Single Cell Gene Expression Predicts Plasma Cell Leukemia Patient Response to Daratumumab

The promise of precision medicine is to identify the ideal treatment for each patient, eliminating failed treatment cycles and reducing treatment burdens on patients and payors. While gene sequencing can predict effective treatment options in some cases, studies have estimated that only 10-15% of cancer patients are treated with genotype matched drugs. Gene expression is theoretically an attractive alternative to predicting therapeutic response because, it provides a direct readout of dysregulated cellular activities including druggable pathways.
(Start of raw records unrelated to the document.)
//! Encoding of logical request token descriptors into wire bytes.
//!
//! This is the encoder half of the codec interface the connection core
//! consumes: it never looks inside a [`TokenDescriptor`] beyond what's
//! needed to lay out bytes, and it has no notion of packets or sockets.

use bitflags::bitflags;
use bytes::{BufMut, Bytes, BytesMut};

use crate::codec::{write_b_varchar, write_us_varchar};
use crate::types::Value;

/// Login environment fields carried in a `{login, env}` descriptor.
#[derive(Debug, Clone, Default)]
pub struct LoginEnv {
    /// Client host name.
    pub host: String,
    /// Login user name.
    pub user: String,
    /// Login password.
    pub password: String,
    /// Client application name.
    pub app_name: String,
    /// Client library name.
    pub lib_name: String,
    /// Requested session language.
    pub language: String,
    /// Requested TDS packet size in bytes.
    pub packet_size: u32,
}

/// Which dynamic (prepared-statement) operation a `dynamic` descriptor performs.
#[derive(Debug, Clone, Copy, PartialEq, Eq)]
pub enum DynamicOp {
    /// Create a server-side prepared statement.
    Prepare,
    /// Invoke a previously prepared statement.
    Execute,
}

bitflags! {
    /// Flags accompanying a `dynamic` descriptor.
    #[derive(Debug, Clone, Copy, PartialEq, Eq, Default)]
    pub struct DynamicFlags: u8 {
        /// The request supplies argument values (a `paramsformat` + `params`
        /// pair follows).
        const HASARGS = 0x01;
    }
}

/// One logical token to encode into a request's byte stream.
///
/// This mirrors §6 of the core specification: the core only ever builds
/// requests out of these six shapes.
#[derive(Debug, Clone)]
pub enum TokenDescriptor {
    /// `{login, env}` — the login bundle.
    Login(LoginEnv),
    /// `{logout, []}`.
    Logout,
    /// `{language, bytes}` — pre-converted query text.
    Language(Vec<u8>),
    /// `{dynamic, op, flags, stmt_id, body}`.
    Dynamic {
        /// Prepare or execute.
        op: DynamicOp,
        /// Request flags.
        flags: DynamicFlags,
        /// Statement identifier.
        stmt_id: Vec<u8>,
        /// Statement body (SQL text for `prepare`, empty for `execute`).
        body: Vec<u8>,
    },
    /// `{params, values}`.
    Params(Vec<Value>),
    /// Verbatim re-emission of a previously received `paramsformat` token.
    ParamsFormatEcho(Bytes),
}

fn encode_login(dst: &mut BytesMut, env: &LoginEnv) {
    dst.put_u8(0x02); // pre-TDS7-style login packet marker, kept for readability
    write_b_varchar(dst, &env.host);
    write_b_varchar(dst, &env.user);
    write_b_varchar(dst, &env.password);
    write_b_varchar(dst, &env.app_name);
    write_b_varchar(dst, &env.lib_name);
    write_b_varchar(dst, &env.language);
    dst.put_u32_le(env.packet_size);
}

fn encode_dynamic(
    dst: &mut BytesMut,
    op: DynamicOp,
    flags: DynamicFlags,
    stmt_id: &[u8],
    body: &[u8],
) {
    dst.put_u8(0xE7); // TDS_DYNAMIC
    dst.put_u8(match op {
        DynamicOp::Prepare => 0x01,
        DynamicOp::Execute => 0x02,
    });
    dst.put_u8(flags.bits());
    dst.put_u8(stmt_id.len().min(255) as u8);
    dst.put_slice(&stmt_id[..stmt_id.len().min(255)]);
    dst.put_u16_le(body.len().min(u16::MAX as usize) as u16);
    dst.put_slice(&body[..body.len().min(u16::MAX as usize)]);
}

fn encode_params(dst: &mut BytesMut, values: &[Value]) {
    dst.put_u8(0xD7); // TDS_PARAMS
    dst.put_u16_le(values.len().min(u16::MAX as usize) as u16);
    for value in values {
        encode_value(dst, value);
    }
}

fn encode_value(dst: &mut BytesMut, value: &Value) {
    match value {
        Value::Null => {
            dst.put_u8(0x1F); // TypeId::Null
            dst.put_u8(0);
        }
        Value::Int(n) => {
            dst.put_u8(0x7F); // TypeId::Int8
            dst.put_i64_le(*n);
        }
        Value::Float(f) => {
            dst.put_u8(0x3E); // TypeId::Float8
            dst.put_f64_le(*f);
        }
        Value::Bool(b) => {
            dst.put_u8(0x32); // TypeId::Bit
            dst.put_u8(u8::from(*b));
        }
        Value::Text(s) => {
            dst.put_u8(0x27); // TypeId::VarChar
            let bytes = s.as_bytes();
            dst.put_u8(bytes.len().min(255) as u8);
            dst.put_slice(&bytes[..bytes.len().min(255)]);
        }
        Value::Binary(b) => {
            dst.put_u8(0x25); // TypeId::VarBinary
            dst.put_u8(b.len().min(255) as u8);
            dst.put_slice(&b[..b.len().min(255)]);
        }
    }
}

/// Encode a list of logical token descriptors into the request body.
#[must_use]
pub fn encode_tokens(descriptors: &[TokenDescriptor]) -> Bytes {
    let mut dst = BytesMut::new();
    for descriptor in descriptors {
        match descriptor {
            TokenDescriptor::Login(env) => encode_login(&mut dst, env),
            TokenDescriptor::Logout => dst.put_u8(0x01), // TDS_LOGOUT-equivalent marker
            TokenDescriptor::Language(bytes) => {
                dst.put_u8(0x21); // TDS_LANGUAGE
                dst.put_u32_le(bytes.len() as u32);
                dst.put_slice(bytes);
            }
            TokenDescriptor::Dynamic { op, flags, stmt_id, body } => {
                encode_dynamic(&mut dst, *op, *flags, stmt_id, body);
            }
            TokenDescriptor::Params(values) => encode_params(&mut dst, values),
            TokenDescriptor::ParamsFormatEcho(bytes) => dst.put_slice(bytes),
        }
    }
    dst.freeze()
}

/// UTF-8 text to UTF-16LE bytes, the conversion the wire expects for
/// character data. The core calls this once per query; the codec never
/// sees the text again, so nothing downstream can double-encode it.
#[must_use]
pub fn encode_query_text(text: &str) -> Vec<u8> {
    let mut dst = BytesMut::new();
    write_us_varchar(&mut dst, text);
    dst.to_vec()
}

#[cfg(test)]
mod tests {
    use super::*;

    #[test]
    fn login_descriptor_encodes_nonempty() {
        let env = LoginEnv {
            host: "client1".into(),
            user: "sa".into(),
            password: "secret".into(),
            app_name: "tds5-client".into(),
            lib_name: "tds5".into(),
            language: "us_english".into(),
            packet_size: 512,
        };
        let bytes = encode_tokens(&[TokenDescriptor::Login(env)]);
        assert!(!bytes.is_empty());
    }

    #[test]
    fn dynamic_execute_with_args_includes_params() {
        let bytes = encode_tokens(&[
            TokenDescriptor::Dynamic {
                op: DynamicOp::Execute,
                flags: DynamicFlags::HASARGS,
                stmt_id: b"s1".to_vec(),
                body: vec![],
            },
            TokenDescriptor::ParamsFormatEcho(Bytes::from_static(b"\xEC\x00")),
            TokenDescriptor::Params(vec![Value::Int(7), Value::Text("x".into())]),
        ]);
        assert!(bytes.len() > 4);
    }
}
However, the use of bulk gene expression to predict therapeutic response is hampered by tumor heterogeneity; that is, a biopsied tumor contains multiple cells types and different tumor clones and a bulk analysis only generates an average gene expression signal across all of the cells, leading to a decreased sensitivity for identifying biomarkers found only in specific cell subgroups. More recently, single-cell gene expression analysis has shown promise in improving precision medicine through a focused look into the biology of the tumor cells themselves. For example, we previously showed (Scolnick, et al ASCO 2022) that a model trained on single-cell gene expression data collected from 17 Multiple Myeloma (MM) patient's plasma cells (PCs) could be used to predict the therapeutic response of seven independent MM patient samples at 100% accuracy. Here we combine single-cell gene expression analysis with Singleron Biotechnology's MapResponse™ machine learning algorithms to extend our predictions to data from peripheral blood mononuclear cells (PBMCs) of plasma cell leukemia patients who were treated with daratumumab. Our model accurately predicted the response to daratumumab treatment for both patients based on the PCs collected from blood samples. These early findings point to the potential value of combining single-cell RNA sequencing with machine learning methods such as MapResponse™ to bring precision medicine to more patients based on minimal invasive assessment of PBMCs.